DIRECTIONS => All of the data should be restated exactly as it stands.

PROVIDED DATA =>
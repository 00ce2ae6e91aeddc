use crate::cursor::{BatchField, FetchOutcome};
use crate::executor::CallbackHandle;
use std::fmt;

/// Lifecycle of a fetcher. `Scheduled` and `Finishing` count as active.
///
/// Idle -> Scheduled -> Finishing -> (Scheduled | Done). `Done` is final.
#[derive(Debug, Clone, Copy, PartialEq, Eq)]
pub(super) enum Phase {
    Idle,
    Scheduled {
        handle: CallbackHandle,
        batch_field: BatchField,
    },
    /// A completion is being processed; the callback may be running.
    Finishing,
    Done,
}

impl Phase {
    pub(super) fn is_active(&self) -> bool {
        matches!(self, Phase::Scheduled { .. } | Phase::Finishing)
    }
}

impl fmt::Display for Phase {
    fn fmt(&self, f: &mut fmt::Formatter<'_>) -> fmt::Result {
        match self {
            Phase::Idle => f.write_str("idle"),
            Phase::Scheduled {
                handle,
                batch_field,
            } => write!(f, "scheduled {handle} awaiting {}", batch_field.name()),
            Phase::Finishing => f.write_str("finishing"),
            Phase::Done => f.write_str("done"),
        }
    }
}

#[derive(Debug)]
pub(super) struct FetchState {
    pub(super) phase: Phase,
    pub(super) cancel_requested: bool,
    /// Set once the owning `Fetcher` is dropped; no callback starts afterwards.
    pub(super) discarded: bool,
    pub(super) batches: u64,
    pub(super) outcome: Option<FetchOutcome>,
}

impl FetchState {
    pub(super) fn new() -> Self {
        Self {
            phase: Phase::Idle,
            cancel_requested: false,
            discarded: false,
            batches: 0,
            outcome: None,
        }
    }
}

TASK SOLUTION =>
repository 00ce2ae6e91aeddc
use crate::cursor::{BatchField, FetchOutcome};
use crate::executor::CallbackHandle;
use std::fmt;

/// Lifecycle of a fetcher. `Scheduled` and `Finishing` count as active.
///
/// Idle -> Scheduled -> Finishing -> (Scheduled | Done). `Done` is final.
#[derive(Debug, Clone, Copy, PartialEq, Eq)]
pub(super) enum Phase {
    Idle,
    Scheduled {
        handle: CallbackHandle,
        batch_field: BatchField,
    },
    /// A completion is being processed; the callback may be running.
    Finishing,
    Done,
}

impl Phase {
    pub(super) fn is_active(&self) -> bool {
        matches!(self, Phase::Scheduled { .. } | Phase::Finishing)
    }
}

impl fmt::Display for Phase {
    fn fmt(&self, f: &mut fmt::Formatter<'_>) -> fmt::Result {
        match self {
            Phase::Idle => f.write_str("idle"),
            Phase::Scheduled {
                handle,
                batch_field,
            } => write!(f, "scheduled {handle} awaiting {}", batch_field.name()),
            Phase::Finishing => f.write_str("finishing"),
            Phase::Done => f.write_str("done"),
        }
    }
}

#[derive(Debug)]
pub(super) struct FetchState {
    pub(super) phase: Phase,
    pub(super) cancel_requested: bool,
    /// Set once the owning `Fetcher` is dropped; no callback starts afterwards.
    pub(super) discarded: bool,
    pub(super) batches: u64,
    pub(super) outcome: Option<FetchOutcome>,
}

impl FetchState {
    pub(super) fn new() -> Self {
        Self {
            phase: Phase::Idle,
            cancel_requested: false,
            discarded: false,
            batches: 0,
            outcome: None,
        }
    }
}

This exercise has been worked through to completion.